Top of THE RECORDS
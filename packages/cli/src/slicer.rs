//! A stand-in slicer that fakes layer-by-layer work.

use plater_editor::{CancelToken, PlateInput, SliceFailure, Slicer, ValidationIssue, ValidationReport};
use std::thread;
use std::time::Duration;

const DEFAULT_BED_SIZE: f64 = 250.0;
const DEFAULT_LAYER_HEIGHT: f64 = 0.2;

/// Height of an object at scale 1, in mm
const OBJECT_HEIGHT: f64 = 20.0;

/// Slices nothing, but takes `layer_time` per layer and honours cancellation.
/// Objects with the option `simulate_failure = true` fail to slice.
#[derive(Debug, Clone)]
pub struct SimulatedSlicer {
    layer_time: Duration,
}

impl SimulatedSlicer {
    pub fn new(layer_time: Duration) -> Self {
        Self { layer_time }
    }

    fn option(input: &PlateInput, key: &str, default: f64) -> f64 {
        input
            .config
            .get(key)
            .and_then(|v| v.parse().ok())
            .unwrap_or(default)
    }

    pub fn layer_count(input: &PlateInput) -> u32 {
        let layer_height = Self::option(input, "layer_height", DEFAULT_LAYER_HEIGHT);
        if layer_height <= 0.0 {
            return 0;
        }
        let tallest = input
            .objects
            .iter()
            .flat_map(|o| o.instances.iter())
            .map(|i| i.scale * OBJECT_HEIGHT)
            .fold(0.0, f64::max);
        (tallest / layer_height).ceil() as u32
    }
}

impl Slicer for SimulatedSlicer {
    fn validate(&self, input: &PlateInput) -> ValidationReport {
        let mut report = ValidationReport::default();

        let layer_height = Self::option(input, "layer_height", DEFAULT_LAYER_HEIGHT);
        if layer_height <= 0.0 {
            report.errors.push(
                ValidationIssue::new(format!("Layer height must be positive, got {}", layer_height))
                    .on_option("layer_height"),
            );
        }

        let half_bed = Self::option(input, "bed_size", DEFAULT_BED_SIZE) / 2.0;
        for object in &input.objects {
            let outside = object
                .instances
                .iter()
                .any(|i| i.offset[0].abs() > half_bed || i.offset[1].abs() > half_bed);
            if outside {
                report.errors.push(
                    ValidationIssue::new(format!("\"{}\" is outside the print bed", object.name))
                        .on_object(object.id),
                );
            }
            if object.instances.iter().any(|i| i.scale > 5.0) {
                report.warnings.push(
                    ValidationIssue::new(format!("\"{}\" is scaled up a lot", object.name))
                        .on_object(object.id),
                );
            }
        }
        report
    }

    fn slice(&self, input: &PlateInput, cancel: &CancelToken) -> Result<(), SliceFailure> {
        let layers = Self::layer_count(input);
        for _ in 0..layers {
            if cancel.is_cancelled() {
                return Ok(());
            }
            if !self.layer_time.is_zero() {
                thread::sleep(self.layer_time);
            }
        }

        let failing: Vec<_> = input
            .objects
            .iter()
            .filter(|o| o.options.get("simulate_failure").map(String::as_str) == Some("true"))
            .map(|o| o.id)
            .collect();
        if !failing.is_empty() {
            return Err(SliceFailure {
                message: format!("{} object(s) produced no printable layers", failing.len()),
                critical: false,
                objects: failing,
            });
        }

        tracing::debug!("{} sliced into {} layers", input.plate, layers);
        Ok(())
    }
}
use crate::config::DEFAULT_CONFIG_NAME;
use crate::script::EXAMPLE_SCRIPT;
use anyhow::Result;
use clap::Args;
use colored::Colorize;
use plater_editor::ProjectConfig;
use std::fs;
use std::path::PathBuf;

pub const EXAMPLE_SCRIPT_NAME: &str = "example.script.json";

#[derive(Debug, Args)]
pub struct InitArgs {
    /// Quiet period before background slicing starts, in milliseconds
    #[arg(long, default_value_t = 500)]
    pub debounce_ms: u64,

    /// Only slice when asked to
    #[arg(long)]
    pub no_background: bool,

    /// Force overwrite existing config
    #[arg(short, long)]
    pub force: bool,
}

pub fn init(args: InitArgs, cwd: &str) -> Result<()> {
    let config_path = PathBuf::from(cwd).join(DEFAULT_CONFIG_NAME);

    if config_path.exists() && !args.force {
        println!(
            "{} {} already exists",
            "⚠️".yellow(),
            DEFAULT_CONFIG_NAME.bright_white()
        );
        println!("Use --force to overwrite");
        return Ok(());
    }

    println!("{}", "📝 Initializing Plater project...".bright_blue().bold());

    let mut config = ProjectConfig {
        debounce_ms: args.debounce_ms,
        background_processing: !args.no_background,
        ..Default::default()
    };
    config
        .print_config
        .insert("layer_height".to_string(), "0.2".to_string());
    config
        .print_config
        .insert("bed_size".to_string(), "250".to_string());

    fs::write(&config_path, serde_json::to_string_pretty(&config)?)?;
    println!("  {} Created {}", "✓".green(), DEFAULT_CONFIG_NAME);

    let script_path = PathBuf::from(cwd).join(EXAMPLE_SCRIPT_NAME);
    if !script_path.exists() {
        fs::write(&script_path, EXAMPLE_SCRIPT)?;
        println!("  {} Created {}", "✓".green(), EXAMPLE_SCRIPT_NAME);
    }

    println!();
    println!("{}", "✅ Project initialized!".green().bold());
    println!();
    println!("Next steps:");
    println!("  1. Edit {}", EXAMPLE_SCRIPT_NAME);
    println!("  2. Run: plater run {}", EXAMPLE_SCRIPT_NAME);

    Ok(())
}

#[cfg(test)]
mod tests {
    use super::*;
    use crate::config;

    fn args(force: bool) -> InitArgs {
        InitArgs {
            debounce_ms: 100,
            no_background: false,
            force,
        }
    }

    #[test]
    fn test_init_writes_loadable_config() {
        let dir = tempfile::tempdir().unwrap();
        let cwd = dir.path().display().to_string();

        init(args(false), &cwd).unwrap();

        let loaded = config::load(&cwd, None).unwrap();
        assert_eq!(loaded.debounce_ms, 100);
        assert_eq!(loaded.print_config["layer_height"], "0.2");
        assert!(dir.path().join(EXAMPLE_SCRIPT_NAME).exists());
    }

    #[test]
    fn test_init_keeps_existing_config_without_force() {
        let dir = tempfile::tempdir().unwrap();
        let cwd = dir.path().display().to_string();
        let path = dir.path().join(DEFAULT_CONFIG_NAME);
        fs::write(&path, "{}").unwrap();

        init(args(false), &cwd).unwrap();
        assert_eq!(fs::read_to_string(&path).unwrap(), "{}");

        init(args(true), &cwd).unwrap();
        assert_ne!(fs::read_to_string(&path).unwrap(), "{}");
    }
}
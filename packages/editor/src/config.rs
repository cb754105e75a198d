//! Project configuration (`plater.config.json`).

use plater_common::{CommonError, CommonResult};
use serde::{Deserialize, Serialize};
use std::collections::BTreeMap;
use std::path::Path;
use std::time::Duration;

#[derive(Debug, Clone, PartialEq, Serialize, Deserialize)]
#[serde(rename_all = "camelCase")]
pub struct ProjectConfig {
    /// Quiet period before a background update runs
    #[serde(default = "default_debounce_ms")]
    pub debounce_ms: u64,

    /// Start slicing automatically after a successful validation
    #[serde(default = "default_true")]
    pub background_processing: bool,

    /// Upper bound on retained undo history
    #[serde(default = "default_undo_budget")]
    pub undo_memory_budget_bytes: usize,

    #[serde(default = "default_queue_capacity")]
    pub completion_queue_capacity: usize,

    /// Global print settings, overridden per plate
    #[serde(default)]
    pub print_config: BTreeMap<String, String>,
}

fn default_debounce_ms() -> u64 {
    500
}

fn default_true() -> bool {
    true
}

fn default_undo_budget() -> usize {
    64 * 1024 * 1024
}

fn default_queue_capacity() -> usize {
    32
}

impl Default for ProjectConfig {
    fn default() -> Self {
        Self {
            debounce_ms: default_debounce_ms(),
            background_processing: true,
            undo_memory_budget_bytes: default_undo_budget(),
            completion_queue_capacity: default_queue_capacity(),
            print_config: BTreeMap::new(),
        }
    }
}

impl ProjectConfig {
    /// Load config from a file, falling back to defaults when it is absent
    pub fn load(path: &Path) -> CommonResult<Self> {
        if !path.exists() {
            return Ok(Self::default());
        }
        let content = std::fs::read_to_string(path)?;
        let config: Self = serde_json::from_str(&content)?;
        config.validate()?;
        Ok(config)
    }

    fn validate(&self) -> CommonResult<()> {
        if self.completion_queue_capacity == 0 {
            return Err(CommonError::invalid_config(
                "completionQueueCapacity",
                "must hold at least one event",
            ));
        }
        if self.undo_memory_budget_bytes == 0 {
            return Err(CommonError::invalid_config(
                "undoMemoryBudgetBytes",
                "must be greater than zero",
            ));
        }
        Ok(())
    }

    pub fn debounce(&self) -> Duration {
        Duration::from_millis(self.debounce_ms)
    }
}

#[cfg(test)]
mod tests {
    use super::*;

    #[test]
    fn test_parse_partial_config() {
        let json = r#"{
            "debounceMs": 250,
            "printConfig": { "layer_height": "0.2" }
        }"#;

        let config: ProjectConfig = serde_json::from_str(json).unwrap();
        assert_eq!(config.debounce(), Duration::from_millis(250));
        assert!(config.background_processing);
        assert_eq!(config.completion_queue_capacity, 32);
        assert_eq!(config.print_config["layer_height"], "0.2");
    }

    #[test]
    fn test_load_missing_file_gives_defaults() {
        let dir = tempfile::tempdir().unwrap();
        let config = ProjectConfig::load(&dir.path().join("plater.config.json")).unwrap();
        assert_eq!(config, ProjectConfig::default());
    }

    #[test]
    fn test_load_rejects_zero_capacity() {
        let dir = tempfile::tempdir().unwrap();
        let path = dir.path().join("plater.config.json");
        std::fs::write(&path, r#"{ "completionQueueCapacity": 0 }"#).unwrap();

        let err = ProjectConfig::load(&path).unwrap_err();
        assert!(matches!(
            err,
            CommonError::InvalidConfig {
                key: "completionQueueCapacity",
                ..
            }
        ));
    }

    #[test]
    fn test_load_reports_bad_json() {
        let dir = tempfile::tempdir().unwrap();
        let path = dir.path().join("plater.config.json");
        std::fs::write(&path, "{ not json").unwrap();
        assert!(ProjectConfig::load(&path).is_err());
    }
}
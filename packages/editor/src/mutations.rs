//! # Document Mutations
//!
//! User-level edits on the object/instance graph.
//!
//! ## Design Principles
//!
//! 1. **Validated**: every mutation is checked against the document before
//!    anything is touched, so a failed mutation leaves no partial edit
//! 2. **Reported**: the result names the objects whose geometry or options
//!    changed, which is what plate invalidation consumes
//! 3. **Named**: each mutation carries the label its undo snapshot uses
//!
//! ## Mutation Semantics
//!
//! ### RemoveInstance
//! - Refuses to remove the last instance; remove the object instead
//!
//! ### ScaleInstance
//! - Multiplies the current scale; the factor must be finite and positive

use crate::document::Document;
use plater_common::{InstanceId, ObjectId};
use serde::{Deserialize, Serialize};
use thiserror::Error;

fn default_instances() -> u32 {
    1
}

/// Semantic edits on the document
#[derive(Debug, Clone, Serialize, Deserialize, PartialEq)]
#[serde(tag = "op", rename_all = "snake_case")]
pub enum Mutation {
    /// Add a new object with `instances` placements at the origin
    AddObject {
        name: String,
        #[serde(default = "default_instances")]
        instances: u32,
    },

    RemoveObject {
        object: ObjectId,
    },

    AddInstance {
        object: ObjectId,
        offset: [f64; 3],
    },

    RemoveInstance {
        object: ObjectId,
        instance: InstanceId,
    },

    /// Translate an instance by `delta`
    MoveInstance {
        object: ObjectId,
        instance: InstanceId,
        delta: [f64; 3],
    },

    /// Rotate an instance around Z by `angle` radians
    RotateInstance {
        object: ObjectId,
        instance: InstanceId,
        angle: f64,
    },

    ScaleInstance {
        object: ObjectId,
        instance: InstanceId,
        factor: f64,
    },

    SetPrintable {
        object: ObjectId,
        instance: InstanceId,
        printable: bool,
    },

    RenameObject {
        object: ObjectId,
        name: String,
    },

    /// Set a per-object print option override
    SetObjectOption {
        object: ObjectId,
        key: String,
        value: String,
    },
}

#[derive(Error, Debug, Clone, PartialEq)]
pub enum MutationError {
    #[error("Object not found: {0}")]
    ObjectNotFound(ObjectId),

    #[error("Instance {instance} not found on {object}")]
    InstanceNotFound {
        object: ObjectId,
        instance: InstanceId,
    },

    #[error("Cannot remove the last instance of {0}")]
    LastInstance(ObjectId),

    #[error("Invalid value: {0}")]
    InvalidValue(String),
}

/// What a successful mutation touched
#[derive(Debug, Clone, Default, PartialEq)]
pub struct MutationResult {
    /// Document version after the mutation
    pub version: u64,

    /// Objects whose content changed (including created ones)
    pub affected: Vec<ObjectId>,

    pub created: Option<ObjectId>,

    pub removed: Vec<ObjectId>,
}

impl Mutation {
    /// Snapshot name recorded for this edit
    pub fn label(&self) -> &'static str {
        match self {
            Mutation::AddObject { .. } => "Add Object",
            Mutation::RemoveObject { .. } => "Delete Object",
            Mutation::AddInstance { .. } => "Add Instance",
            Mutation::RemoveInstance { .. } => "Delete Instance",
            Mutation::MoveInstance { .. } => "Move",
            Mutation::RotateInstance { .. } => "Rotate",
            Mutation::ScaleInstance { .. } => "Scale",
            Mutation::SetPrintable { .. } => "Set Printable",
            Mutation::RenameObject { .. } => "Rename Object",
            Mutation::SetObjectOption { .. } => "Change Object Option",
        }
    }

    /// Apply mutation to the document with validation
    pub fn apply(&self, doc: &mut Document) -> Result<MutationResult, MutationError> {
        self.validate(doc)?;

        let mut result = match self {
            Mutation::AddObject { name, instances } => Self::apply_add_object(doc, name, *instances),

            Mutation::RemoveObject { object } => {
                doc.remove_object(*object);
                MutationResult {
                    removed: vec![*object],
                    ..Default::default()
                }
            }

            Mutation::AddInstance { object, offset } => {
                Self::with_object(doc, *object, |o| {
                    o.add_instance(*offset);
                })
            }

            Mutation::RemoveInstance { object, instance } => {
                Self::with_object(doc, *object, |o| {
                    o.remove_instance(*instance);
                })
            }

            Mutation::MoveInstance { object, instance, delta } => {
                Self::with_instance(doc, *object, *instance, |i| {
                    for (axis, d) in i.offset.iter_mut().zip(delta) {
                        *axis += d;
                    }
                })
            }

            Mutation::RotateInstance { object, instance, angle } => {
                Self::with_instance(doc, *object, *instance, |i| i.rotation_z += angle)
            }

            Mutation::ScaleInstance { object, instance, factor } => {
                Self::with_instance(doc, *object, *instance, |i| i.scale *= factor)
            }

            Mutation::SetPrintable { object, instance, printable } => {
                Self::with_instance(doc, *object, *instance, |i| i.printable = *printable)
            }

            Mutation::RenameObject { object, name } => {
                Self::with_object(doc, *object, |o| o.name = name.clone())
            }

            Mutation::SetObjectOption { object, key, value } => {
                Self::with_object(doc, *object, |o| {
                    o.options.insert(key.clone(), value.clone());
                })
            }
        };

        result.version = doc.bump_version();
        Ok(result)
    }

    fn validate(&self, doc: &Document) -> Result<(), MutationError> {
        match self {
            Mutation::AddObject { name, instances } => {
                if name.trim().is_empty() {
                    return Err(MutationError::InvalidValue("object name is empty".into()));
                }
                if *instances == 0 {
                    return Err(MutationError::InvalidValue(
                        "an object needs at least one instance".into(),
                    ));
                }
                Ok(())
            }

            Mutation::RemoveObject { object } => Self::require_object(doc, *object),

            Mutation::AddInstance { object, offset } => {
                Self::require_object(doc, *object)?;
                Self::require_finite(offset)
            }

            Mutation::RemoveInstance { object, instance } => {
                Self::require_instance(doc, *object, *instance)?;
                match doc.object(*object) {
                    Some(o) if o.instances.len() <= 1 => Err(MutationError::LastInstance(*object)),
                    _ => Ok(()),
                }
            }

            Mutation::MoveInstance { object, instance, delta } => {
                Self::require_instance(doc, *object, *instance)?;
                Self::require_finite(delta)
            }

            Mutation::RotateInstance { object, instance, angle } => {
                Self::require_instance(doc, *object, *instance)?;
                Self::require_finite(&[*angle])
            }

            Mutation::ScaleInstance { object, instance, factor } => {
                Self::require_instance(doc, *object, *instance)?;
                if !factor.is_finite() || *factor <= 0.0 {
                    return Err(MutationError::InvalidValue(format!(
                        "scale factor must be positive, got {}",
                        factor
                    )));
                }
                Ok(())
            }

            Mutation::SetPrintable { object, instance, .. } => {
                Self::require_instance(doc, *object, *instance)
            }

            Mutation::RenameObject { object, name } => {
                Self::require_object(doc, *object)?;
                if name.trim().is_empty() {
                    return Err(MutationError::InvalidValue("object name is empty".into()));
                }
                Ok(())
            }

            Mutation::SetObjectOption { object, key, .. } => {
                Self::require_object(doc, *object)?;
                if key.is_empty() {
                    return Err(MutationError::InvalidValue("option key is empty".into()));
                }
                Ok(())
            }
        }
    }

    fn apply_add_object(doc: &mut Document, name: &str, instances: u32) -> MutationResult {
        let id = doc.insert_object(name.to_string());
        if let Some(object) = doc.object_mut(id) {
            for n in 0..instances {
                object.add_instance([f64::from(n) * 10.0, 0.0, 0.0]);
            }
        }

        MutationResult {
            affected: vec![id],
            created: Some(id),
            ..Default::default()
        }
    }

    fn with_object(
        doc: &mut Document,
        id: ObjectId,
        edit: impl FnOnce(&mut crate::document::ModelObject),
    ) -> MutationResult {
        if let Some(object) = doc.object_mut(id) {
            edit(object);
        }
        MutationResult {
            affected: vec![id],
            ..Default::default()
        }
    }

    fn with_instance(
        doc: &mut Document,
        id: ObjectId,
        instance: InstanceId,
        edit: impl FnOnce(&mut crate::document::ModelInstance),
    ) -> MutationResult {
        Self::with_object(doc, id, |object| {
            if let Some(inst) = object.instance_mut(instance) {
                edit(inst);
            }
        })
    }

    fn require_object(doc: &Document, id: ObjectId) -> Result<(), MutationError> {
        if doc.contains(id) {
            Ok(())
        } else {
            Err(MutationError::ObjectNotFound(id))
        }
    }

    fn require_instance(
        doc: &Document,
        object: ObjectId,
        instance: InstanceId,
    ) -> Result<(), MutationError> {
        let o = doc
            .object(object)
            .ok_or(MutationError::ObjectNotFound(object))?;
        o.instance(instance)
            .map(|_| ())
            .ok_or(MutationError::InstanceNotFound { object, instance })
    }

    fn require_finite(values: &[f64]) -> Result<(), MutationError> {
        if values.iter().all(|v| v.is_finite()) {
            Ok(())
        } else {
            Err(MutationError::InvalidValue("non-finite coordinate".into()))
        }
    }
}

#[cfg(test)]
mod tests {
    use super::*;

    fn doc_with_cube() -> (Document, ObjectId) {
        let mut doc = Document::new();
        let result = Mutation::AddObject {
            name: "cube".into(),
            instances: 2,
        }
        .apply(&mut doc)
        .unwrap();
        (doc, result.created.unwrap())
    }

    #[test]
    fn test_add_object_reports_creation() {
        let (doc, id) = doc_with_cube();
        assert_eq!(doc.version, 1);
        assert_eq!(doc.object(id).unwrap().instances.len(), 2);
    }

    #[test]
    fn test_move_instance_accumulates_delta() {
        let (mut doc, id) = doc_with_cube();
        let m = Mutation::MoveInstance {
            object: id,
            instance: InstanceId(0),
            delta: [5.0, -2.0, 0.0],
        };
        m.apply(&mut doc).unwrap();
        let result = m.apply(&mut doc).unwrap();

        assert_eq!(result.affected, vec![id]);
        let inst = doc.object(id).unwrap().instance(InstanceId(0)).unwrap();
        assert_eq!(inst.offset, [10.0, -4.0, 0.0]);
    }

    #[test]
    fn test_failed_mutation_leaves_document_untouched() {
        let (mut doc, id) = doc_with_cube();
        let before = doc.clone();

        let err = Mutation::ScaleInstance {
            object: id,
            instance: InstanceId(0),
            factor: 0.0,
        }
        .apply(&mut doc)
        .unwrap_err();

        assert!(matches!(err, MutationError::InvalidValue(_)));
        assert_eq!(doc, before);
    }

    #[test]
    fn test_remove_last_instance_is_refused() {
        let (mut doc, id) = doc_with_cube();
        Mutation::RemoveInstance {
            object: id,
            instance: InstanceId(1),
        }
        .apply(&mut doc)
        .unwrap();

        let err = Mutation::RemoveInstance {
            object: id,
            instance: InstanceId(0),
        }
        .apply(&mut doc)
        .unwrap_err();
        assert_eq!(err, MutationError::LastInstance(id));
    }

    #[test]
    fn test_unknown_instance() {
        let (mut doc, id) = doc_with_cube();
        let err = Mutation::SetPrintable {
            object: id,
            instance: InstanceId(9),
            printable: false,
        }
        .apply(&mut doc)
        .unwrap_err();
        assert_eq!(
            err,
            MutationError::InstanceNotFound {
                object: id,
                instance: InstanceId(9)
            }
        );
    }

    #[test]
    fn test_mutation_json_shape() {
        let json = r#"{ "op": "add_object", "name": "cube" }"#;
        let m: Mutation = serde_json::from_str(json).unwrap();
        assert_eq!(
            m,
            Mutation::AddObject {
                name: "cube".into(),
                instances: 1
            }
        );
        assert_eq!(m.label(), "Add Object");
    }
}
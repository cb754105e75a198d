//! Shared ids and error types for the plater packages.

pub mod error;
pub mod ids;

pub use error::*;
pub use ids::*;
//! A project driving the threaded `WorkerEngine` with a test slicer.

use plater_editor::{
    CancelToken, Engine, JumpTarget, Mutation, ObjectId, PlateIndex, PlateInput, Project,
    ProjectConfig, RecordingSink, RunOutcome, SliceFailure, Slicer, ValidationIssue,
    ValidationReport, WorkerEngine,
};
use std::thread;
use std::time::{Duration, Instant};

/// Objects named "bad" fail validation, "fail" fail slicing and "crash"
/// panics the slicer
struct TestSlicer {
    steps: u32,
    step: Duration,
}

impl TestSlicer {
    fn quick() -> Self {
        Self {
            steps: 1,
            step: Duration::from_millis(1),
        }
    }

    fn slow() -> Self {
        Self {
            steps: 500,
            step: Duration::from_millis(10),
        }
    }
}

fn named<'a>(input: &'a PlateInput, name: &'a str) -> impl Iterator<Item = ObjectId> + 'a {
    input
        .objects
        .iter()
        .filter(move |o| o.name == name)
        .map(|o| o.id)
}

impl Slicer for TestSlicer {
    fn validate(&self, input: &PlateInput) -> ValidationReport {
        ValidationReport {
            errors: named(input, "bad")
                .map(|id| ValidationIssue::new("Object is outside the bed").on_object(id))
                .collect(),
            warnings: Vec::new(),
        }
    }

    fn slice(&self, input: &PlateInput, cancel: &CancelToken) -> Result<(), SliceFailure> {
        for _ in 0..self.steps {
            if cancel.is_cancelled() {
                return Ok(());
            }
            thread::sleep(self.step);
        }

        if named(input, "crash").next().is_some() {
            panic!("slicer blew up");
        }

        let failing: Vec<ObjectId> = named(input, "fail").collect();
        if failing.is_empty() {
            Ok(())
        } else {
            Err(SliceFailure {
                message: "Object has no layers".into(),
                critical: false,
                objects: failing,
            })
        }
    }
}

type WorkerProject = Project<WorkerEngine<TestSlicer>, RecordingSink>;

fn project(slicer: TestSlicer) -> WorkerProject {
    Project::new(
        ProjectConfig::default(),
        WorkerEngine::new(slicer),
        RecordingSink::new(),
    )
}

fn add(p: &mut WorkerProject, name: &str) -> ObjectId {
    p.apply(Mutation::AddObject {
        name: name.into(),
        instances: 1,
    })
    .unwrap()
    .created
    .unwrap()
}

/// Poll the completion queue until one event is handled
fn wait_for_completion(p: &mut WorkerProject) {
    let deadline = Instant::now() + Duration::from_secs(5);
    while Instant::now() < deadline {
        if p.drain_completions() > 0 {
            return;
        }
        thread::sleep(Duration::from_millis(5));
    }
    panic!("no completion within 5s");
}

#[test]
fn test_slice_completes_on_worker_thread() {
    let mut p = project(TestSlicer::quick());
    add(&mut p, "cube");

    assert!(p.slice_plate().unwrap());
    wait_for_completion(&mut p);

    assert!(p.plates().current_plate().slice_valid);
    assert!(!p.is_busy());
    assert!(p.engine().finished());
    assert!(!p.engine().running());
    assert_eq!(p.coordinator().last_outcome(), Some(&RunOutcome::Finished));
}

#[test]
fn test_debounced_poll_starts_the_worker() {
    let mut p = project(TestSlicer::quick());
    add(&mut p, "cube");

    let deadline = p.next_deadline().unwrap();
    p.poll_at(deadline).unwrap();
    assert!(p.is_busy());

    wait_for_completion(&mut p);
    assert!(p.plates().current_plate().slice_valid);
}

#[test]
fn test_stop_cancels_a_running_slice() {
    let mut p = project(TestSlicer::slow());
    add(&mut p, "cube");

    assert!(p.slice_plate().unwrap());
    let started = Instant::now();
    p.stop();
    wait_for_completion(&mut p);

    assert!(started.elapsed() < Duration::from_secs(5));
    assert_eq!(p.coordinator().last_outcome(), Some(&RunOutcome::Cancelled));
    assert!(!p.plates().current_plate().slice_valid);
    assert!(!p.is_busy());
}

#[test]
fn test_switching_plates_keeps_finished_results() {
    let mut p = project(TestSlicer::quick());
    add(&mut p, "a");
    assert!(p.slice_plate().unwrap());
    wait_for_completion(&mut p);

    let second = p.add_plate(None).unwrap();
    p.select_plate(second).unwrap();
    add(&mut p, "b");
    assert!(p.slice_plate().unwrap());
    wait_for_completion(&mut p);

    p.select_plate(PlateIndex(0)).unwrap();
    assert!(!p.slice_plate().unwrap());
    assert!(p.plates().plates().iter().all(|pl| pl.slice_valid));
}

#[test]
fn test_validation_error_never_reaches_the_worker() {
    let mut p = project(TestSlicer::quick());
    let id = add(&mut p, "bad");

    assert!(!p.slice_plate().unwrap());
    assert!(!p.is_busy());
    assert!(p.plates().current_plate().apply_result_invalid);

    let errors = p.notifications().errors();
    assert_eq!(errors.len(), 1);
    assert_eq!(errors[0].jump, Some(JumpTarget::Object(id)));
}

#[test]
fn test_slicing_failure_points_at_the_object() {
    let mut p = project(TestSlicer::quick());
    let id = add(&mut p, "fail");

    assert!(p.slice_plate().unwrap());
    wait_for_completion(&mut p);

    assert!(!p.plates().current_plate().slice_valid);
    assert_eq!(
        p.notifications().errors()[0].jump,
        Some(JumpTarget::Object(id))
    );
}

#[test]
fn test_dropping_the_project_mid_run() {
    let mut p = project(TestSlicer::slow());
    add(&mut p, "cube");
    assert!(p.slice_plate().unwrap());
    drop(p);
}

#[test]
fn test_slicer_panic_becomes_a_critical_error() {
    let mut p = project(TestSlicer::quick());
    add(&mut p, "crash");

    assert!(p.slice_plate().unwrap());
    wait_for_completion(&mut p);

    assert!(!p.is_busy());
    assert!(!p.plates().current_plate().slice_valid);
    assert!(matches!(
        p.coordinator().last_outcome(),
        Some(RunOutcome::Failed { critical: true, .. })
    ));
    assert_eq!(p.notifications().errors().len(), 1);
}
Bottom of THE RECORDS
◆ PROBLEM: The lines to return are those with the string "println" in them; copy each from the entries above.

◆ EXERCISE RESPONSE:
        println!(
        println!("Use --force to overwrite");
    println!("{}", "📝 Initializing Plater project...".bright_blue().bold());
    println!("  {} Created {}", "✓".green(), DEFAULT_CONFIG_NAME);
        println!("  {} Created {}", "✓".green(), EXAMPLE_SCRIPT_NAME);
    println!();
    println!("{}", "✅ Project initialized!".green().bold());
    println!();
    println!("Next steps:");
    println!("  1. Edit {}", EXAMPLE_SCRIPT_NAME);
    println!("  2. Run: plater run {}", EXAMPLE_SCRIPT_NAME);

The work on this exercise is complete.